WHAT TO PRODUCE
Count every line in the entries that follow where the word "order" appears, then state only the total.

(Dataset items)
----------------------------------------

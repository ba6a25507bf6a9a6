//! Configuration loading and root folder resolution
//!
//! Bootstrap configuration comes from a TOML file. A missing file is not an
//! error: the service logs a warning and starts with built-in defaults.
//!
//! Root folder priority order:
//! 1. Command-line argument (highest priority)
//! 2. Environment variable `CALLSYNC_ROOT_FOLDER`
//! 3. TOML config file (`root_folder`)
//! 4. OS-dependent compiled default (fallback)

use crate::{Error, Result};
use serde::de::DeserializeOwned;
use serde::{Deserialize, Serialize};
use std::path::{Path, PathBuf};
use tracing::{info, warn};

/// Environment variable overriding the root folder
pub const ROOT_FOLDER_ENV: &str = "CALLSYNC_ROOT_FOLDER";

/// Database file name inside the root folder
pub const DATABASE_FILE: &str = "callsync.db";

/// Object storage directory inside the root folder
pub const OBJECTS_DIR: &str = "objects";

/// Log output format
#[derive(Debug, Clone, Copy, PartialEq, Eq, Default, Serialize, Deserialize)]
#[serde(rename_all = "lowercase")]
pub enum LogFormat {
    /// Human-readable single-line output
    #[default]
    Text,
    /// One JSON object per line (consumed by log-based alerting)
    Json,
}

/// Logging configuration
#[derive(Debug, Clone, PartialEq, Eq, Serialize, Deserialize)]
pub struct LoggingConfig {
    /// Log level directive (trace, debug, info, warn, error, or an EnvFilter string)
    #[serde(default = "default_log_level")]
    pub level: String,

    /// Output format
    #[serde(default)]
    pub format: LogFormat,
}

impl Default for LoggingConfig {
    fn default() -> Self {
        Self {
            level: default_log_level(),
            format: LogFormat::default(),
        }
    }
}

fn default_log_level() -> String {
    "info".to_string()
}

/// Resolves the root folder for a callsync module
#[derive(Debug, Clone)]
pub struct RootFolderResolver {
    module_name: String,
    cli_arg: Option<PathBuf>,
    toml_value: Option<PathBuf>,
}

impl RootFolderResolver {
    pub fn new(module_name: impl Into<String>) -> Self {
        Self {
            module_name: module_name.into(),
            cli_arg: None,
            toml_value: None,
        }
    }

    /// Root folder given on the command line
    pub fn with_cli_arg(mut self, path: Option<PathBuf>) -> Self {
        self.cli_arg = path;
        self
    }

    /// Root folder read from the TOML config file
    pub fn with_toml_value(mut self, path: Option<PathBuf>) -> Self {
        self.toml_value = path;
        self
    }

    /// Resolve using the documented priority order
    pub fn resolve(&self) -> PathBuf {
        if let Some(path) = &self.cli_arg {
            info!(module = %self.module_name, path = %path.display(), "Root folder from command line");
            return path.clone();
        }

        if let Ok(path) = std::env::var(ROOT_FOLDER_ENV) {
            if !path.trim().is_empty() {
                info!(module = %self.module_name, path = %path, "Root folder from {}", ROOT_FOLDER_ENV);
                return PathBuf::from(path);
            }
        }

        if let Some(path) = &self.toml_value {
            info!(module = %self.module_name, path = %path.display(), "Root folder from TOML config");
            return path.clone();
        }

        let path = default_root_folder();
        info!(module = %self.module_name, path = %path.display(), "Root folder from compiled default");
        path
    }
}

/// Creates the root folder layout and hands out well-known paths inside it
#[derive(Debug, Clone)]
pub struct RootFolderInitializer {
    root: PathBuf,
}

impl RootFolderInitializer {
    pub fn new(root: PathBuf) -> Self {
        Self { root }
    }

    /// Create the root folder (and parents) if missing
    pub fn ensure_directory_exists(&self) -> Result<()> {
        if !self.root.exists() {
            std::fs::create_dir_all(&self.root)?;
            info!(path = %self.root.display(), "Created root folder");
        }
        if !self.root.is_dir() {
            return Err(Error::Config(format!(
                "Root folder is not a directory: {}",
                self.root.display()
            )));
        }
        Ok(())
    }

    pub fn root(&self) -> &Path {
        &self.root
    }

    pub fn database_path(&self) -> PathBuf {
        self.root.join(DATABASE_FILE)
    }

    pub fn objects_path(&self) -> PathBuf {
        self.root.join(OBJECTS_DIR)
    }
}

/// Default location of a module's TOML file (`<config dir>/callsync/<module>.toml`)
pub fn default_config_path(module_name: &str) -> Option<PathBuf> {
    dirs::config_dir().map(|d| d.join("callsync").join(format!("{}.toml", module_name)))
}

/// Load a TOML config file, falling back to defaults when the file is absent
pub fn load_toml_config<T>(path: &Path) -> Result<T>
where
    T: DeserializeOwned + Default,
{
    if !path.exists() {
        warn!(
            path = %path.display(),
            "Config file not found, using built-in defaults"
        );
        return Ok(T::default());
    }

    let content = std::fs::read_to_string(path)
        .map_err(|e| Error::Config(format!("Read {} failed: {}", path.display(), e)))?;

    toml::from_str(&content)
        .map_err(|e| Error::Config(format!("Parse {} failed: {}", path.display(), e)))
}

/// OS-dependent default root folder
fn default_root_folder() -> PathBuf {
    dirs::data_local_dir()
        .map(|d| d.join("callsync"))
        .unwrap_or_else(|| PathBuf::from("./callsync_data"))
}
//! Stamps the binary with `GIT_HASH`, `BUILD_TIMESTAMP` and `BUILD_PROFILE`
//! for the startup log line.

use std::process::Command;

fn git_short_hash() -> Option<String> {
    let output = Command::new("git")
        .args(["rev-parse", "--short=10", "HEAD"])
        .output()
        .ok()?;
    if !output.status.success() {
        return None;
    }
    let hash = String::from_utf8(output.stdout).ok()?;
    let hash = hash.trim();
    (!hash.is_empty()).then(|| hash.to_string())
}

fn main() {
    let git_hash = git_short_hash().unwrap_or_else(|| "unknown".to_string());
    let built_at = chrono::Utc::now().to_rfc3339_opts(chrono::SecondsFormat::Secs, true);
    let profile = std::env::var("PROFILE").unwrap_or_else(|_| "unknown".to_string());

    println!("cargo:rustc-env=GIT_HASH={}", git_hash);
    println!("cargo:rustc-env=BUILD_TIMESTAMP={}", built_at);
    println!("cargo:rustc-env=BUILD_PROFILE={}", profile);

    println!("cargo:rerun-if-changed=build.rs");
    println!("cargo:rerun-if-changed=../.git/HEAD");
}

----------------------------------------

RESPONSE TO THE TASK
2